Exercise goal — Among the records below, find the line that has "the total capacity."; from there, give the lines again exactly, and stop after the line that has "pub fn get_mut(&mut".

Records shown —
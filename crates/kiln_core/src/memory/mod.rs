//! # Memory Management
//!
//! Bookkeeping for memory the engine carves up at runtime.
//!
//! ## Design Philosophy
//!
//! Every structure here is sized once, when it is created:
//! - Free lists track holes with a fixed node pool
//! - Slot pools hold a fixed number of resources
//! - Running out is an error the caller handles, never a hidden reallocation

mod dynamic;
mod freelist;
mod pool;

pub use dynamic::{Block, DynamicAllocator};
pub use freelist::{FreeList, FreeRange, Ranges};
pub use pool::{PoolHandle, SlotPool};
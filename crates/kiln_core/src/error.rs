//! # Memory Error Types
//!
//! All errors that can occur while tracking or sub-allocating an arena.

use thiserror::Error;

/// Errors that can occur in the memory subsystem.
#[derive(Error, Debug, Clone, PartialEq, Eq)]
pub enum MemoryError {
    /// Invalid configuration (zero-sized arena, zero capacity, bad config file).
    #[error("invalid configuration: {0}")]
    Configuration(String),

    /// No free range is large enough for the request.
    #[error("no block with enough free space: requested {requested}B, available {available}B")]
    NoSpace {
        /// Bytes requested.
        requested: u64,
        /// Total free bytes at the time of the request.
        available: u64,
    },

    /// Every bookkeeping node is in use; the range could not be tracked.
    #[error("free list node pool exhausted ({max_entries} entries)")]
    NodesExhausted {
        /// Size of the node pool.
        max_entries: usize,
    },

    /// Zero-byte allocations and frees are rejected.
    #[error("zero-sized block")]
    ZeroSize,

    /// The range does not lie inside the arena.
    #[error("range {offset}+{size} lies outside the arena of {total_size}B")]
    OutOfRange {
        /// Start of the range.
        offset: u64,
        /// Length of the range.
        size: u64,
        /// Arena size.
        total_size: u64,
    },

    /// Resizing may only grow the arena.
    #[error("resize to {requested}B must exceed the current {current}B")]
    InvalidResize {
        /// Current arena size.
        current: u64,
        /// Requested arena size.
        requested: u64,
    },

    /// A freed range overlaps a range that is already free.
    #[error("range {offset}+{size} overlaps a free range, possible double free")]
    Corruption {
        /// Start of the range.
        offset: u64,
        /// Length of the range.
        size: u64,
    },
}

/// Result type for memory operations.
pub type MemoryResult<T> = Result<T, MemoryError>;
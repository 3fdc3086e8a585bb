//! # Slot Pool
//!
//! Fixed-capacity generational storage for objects that are created and
//! evicted at runtime (textures, materials, geometry records).

/// Handle to an occupied slot.
///
/// Holds the slot index and the generation the slot was filled at, so a
/// handle kept past eviction never resolves to the slot's next occupant.
#[derive(Clone, Copy, Debug, PartialEq, Eq, Hash)]
pub struct PoolHandle {
    index: u32,
    generation: u64,
}

impl PoolHandle {
    /// Index into the pool.
    #[inline]
    #[must_use]
    pub const fn index(self) -> u32 {
        self.index
    }

    /// Generation of the slot when this handle was issued.
    #[inline]
    #[must_use]
    pub const fn generation(self) -> u64 {
        self.generation
    }
}

#[derive(Debug)]
struct Slot<T> {
    /// `None` until the slot is used for the first time.
    generation: Option<u64>,
    value: Option<T>,
}

/// A generational pool of `T`.
///
/// Slots are recycled through a free-index stack: O(1) insert and remove,
/// no scanning. A fresh pool fills indices in ascending order; after that the
/// most recently freed slot is reused first. Each time a slot is refilled
/// its generation goes up by one (it starts at 0 on first use).
///
/// # Thread Safety
///
/// This pool is NOT thread-safe. Use one pool per thread or wrap in a mutex.
///
/// # Example
///
/// ```rust
/// use kiln_core::SlotPool;
///
/// let mut pool: SlotPool<&str> = SlotPool::new(4);
/// let first = pool.insert("brick").unwrap();
/// pool.remove(first.index());
///
/// let second = pool.insert("grass").unwrap();
/// assert_eq!(second.index(), first.index());
/// assert_eq!(second.generation(), first.generation() + 1);
/// assert!(pool.get(first).is_none());
/// ```
#[derive(Debug)]
pub struct SlotPool<T> {
    /// The storage array.
    slots: Box<[Slot<T>]>,
    /// Indices of empty slots; the next insert pops from the back.
    free_list: Vec<u32>,
    /// Number of occupied slots.
    allocated_count: usize,
}

impl<T> SlotPool<T> {
    /// Creates a pool with `capacity` slots, all allocated upfront.
    ///
    /// # Panics
    ///
    /// Panics if `capacity` is zero.
    #[must_use]
    pub fn new(capacity: u32) -> Self {
        assert!(capacity > 0, "Capacity must be greater than zero");

        let slots: Vec<Slot<T>> = (0..capacity)
            .map(|_| Slot {
                generation: None,
                value: None,
            })
            .collect();

        Self {
            slots: slots.into_boxed_slice(),
            free_list: (0..capacity).rev().collect(),
            allocated_count: 0,
        }
    }

    /// Returns the total capacity.
    #[inline]
    #[must_use]
    pub fn capacity(&self) -> usize {
        self.slots.len()
    }

    /// Returns the number of occupied slots.
    #[inline]
    #[must_use]
    pub const fn len(&self) -> usize {
        self.allocated_count
    }

    /// Returns true if no slot is occupied.
    #[inline]
    #[must_use]
    pub const fn is_empty(&self) -> bool {
        self.allocated_count == 0
    }

    /// Returns true if every slot is occupied.
    #[inline]
    #[must_use]
    pub fn is_full(&self) -> bool {
        self.free_list.is_empty()
    }

    /// Stores `value` in a free slot.
    ///
    /// # Errors
    ///
    /// Hands `value` back if the pool is full.
    pub fn insert(&mut self, value: T) -> Result<PoolHandle, T> {
        let Some(index) = self.free_list.pop() else {
            return Err(value);
        };

        let slot = &mut self.slots[index as usize];
        let generation = slot.generation.map_or(0, |g| g.wrapping_add(1));
        slot.generation = Some(generation);
        slot.value = Some(value);
        self.allocated_count += 1;

        Ok(PoolHandle { index, generation })
    }

    /// Empties a slot and returns its value. The slot keeps its generation
    /// until it is refilled.
    pub fn remove(&mut self, index: u32) -> Option<T> {
        let value = self.slots.get_mut(index as usize)?.value.take()?;
        self.free_list.push(index);
        self.allocated_count -= 1;
        Some(value)
    }

    /// Gets the value a handle refers to, if the slot still holds it.
    #[inline]
    #[must_use]
    pub fn get(&self, handle: PoolHandle) -> Option<&T> {
        let slot = self.slots.get(handle.index as usize)?;
        if slot.generation != Some(handle.generation) {
            return None;
        }
        slot.value.as_ref()
    }

    /// Mutable variant of [`SlotPool::get`].
    #[inline]
    pub fn get_mut(&mut self, handle: PoolHandle) -> Option<&mut T> {
        let slot = self.slots.get_mut(handle.index as usize)?;
        if slot.generation != Some(handle.generation) {
            return None;
        }
        slot.value.as_mut()
    }

    /// Current generation of a slot, `None` if it was never used.
    #[inline]
    #[must_use]
    pub fn generation(&self, index: u32) -> Option<u64> {
        self.slots.get(index as usize)?.generation
    }

    /// Returns true if the handle still refers to a live value.
    #[inline]
    #[must_use]
    pub fn contains(&self, handle: PoolHandle) -> bool {
        self.get(handle).is_some()
    }

    /// Iterates over all occupied slots.
    pub fn iter(&self) -> impl Iterator<Item = (PoolHandle, &T)> {
        self.slots.iter().enumerate().filter_map(|(index, slot)| {
            let value = slot.value.as_ref()?;
            let handle = PoolHandle {
                index: u32::try_from(index).ok()?,
                generation: slot.generation?,
            };
            Some((handle, value))
        })
    }

    /// Empties every slot and returns the values. Generations are kept.
    pub fn drain(&mut self) -> Vec<T> {
        let mut values = Vec::with_capacity(self.allocated_count);
        for index in 0..self.slots.len() {
            if let Some(value) = self.slots[index].value.take() {
                values.push(value);
            }
        }
        let capacity = u32::try_from(self.slots.len()).unwrap_or(u32::MAX);
        self.free_list.clear();
        self.free_list.extend((0..capacity).rev());
        self.allocated_count = 0;
        values
    }
}
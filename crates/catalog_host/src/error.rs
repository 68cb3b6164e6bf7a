//! Fetch failure taxonomy for catalog requests.

/// User-visible text shown for every fetch failure; transport and parse failures are not
/// distinguished on screen.
pub const GENERIC_FETCH_ERROR_MESSAGE: &str =
    "The catalog service did not respond as expected. Please try again.";

/// Typed error describing why a catalog request did not produce a page.
#[derive(Debug, Clone, PartialEq, Eq)]
pub enum FetchError {
    /// The request never produced an HTTP response.
    Transport {
        /// Diagnostic detail from the transport.
        message: String,
    },
    /// Upstream answered with a non-success status.
    Status {
        /// HTTP status code.
        status: u16,
    },
    /// The response body was not the expected JSON shape.
    Decode {
        /// Diagnostic detail from the decoder.
        message: String,
    },
    /// No HTTP transport exists on the active target.
    Unavailable,
}

impl FetchError {
    /// Returns the fixed message surfaced to the user for this failure.
    pub fn user_message(&self) -> String {
        GENERIC_FETCH_ERROR_MESSAGE.to_string()
    }
}

impl std::fmt::Display for FetchError {
    fn fmt(&self, f: &mut std::fmt::Formatter<'_>) -> std::fmt::Result {
        match self {
            Self::Transport { message } => write!(f, "catalog transport failed: {message}"),
            Self::Status { status } => write!(f, "catalog responded with status {status}"),
            Self::Decode { message } => write!(f, "catalog response decode failed: {message}"),
            Self::Unavailable => f.write_str("catalog transport unavailable on this target"),
        }
    }
}

impl std::error::Error for FetchError {}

Problem solution —
    /// Returns the total capacity.
    #[inline]
    #[must_use]
    pub fn capacity(&self) -> usize {
        self.slots.len()
    }

    /// Returns the number of occupied slots.
    #[inline]
    #[must_use]
    pub const fn len(&self) -> usize {
        self.allocated_count
    }

    /// Returns true if no slot is occupied.
    #[inline]
    #[must_use]
    pub const fn is_empty(&self) -> bool {
        self.allocated_count == 0
    }

    /// Returns true if every slot is occupied.
    #[inline]
    #[must_use]
    pub fn is_full(&self) -> bool {
        self.free_list.is_empty()
    }

    /// Stores `value` in a free slot.
    ///
    /// # Errors
    ///
    /// Hands `value` back if the pool is full.
    pub fn insert(&mut self, value: T) -> Result<PoolHandle, T> {
        let Some(index) = self.free_list.pop() else {
            return Err(value);
        };

        let slot = &mut self.slots[index as usize];
        let generation = slot.generation.map_or(0, |g| g.wrapping_add(1));
        slot.generation = Some(generation);
        slot.value = Some(value);
        self.allocated_count += 1;

        Ok(PoolHandle { index, generation })
    }

    /// Empties a slot and returns its value. The slot keeps its generation
    /// until it is refilled.
    pub fn remove(&mut self, index: u32) -> Option<T> {
        let value = self.slots.get_mut(index as usize)?.value.take()?;
        self.free_list.push(index);
        self.allocated_count -= 1;
        Some(value)
    }

    /// Gets the value a handle refers to, if the slot still holds it.
    #[inline]
    #[must_use]
    pub fn get(&self, handle: PoolHandle) -> Option<&T> {
        let slot = self.slots.get(handle.index as usize)?;
        if slot.generation != Some(handle.generation) {
            return None;
        }
        slot.value.as_ref()
    }

    /// Mutable variant of [`SlotPool::get`].
    #[inline]
    pub fn get_mut(&mut self, handle: PoolHandle) -> Option<&mut T> {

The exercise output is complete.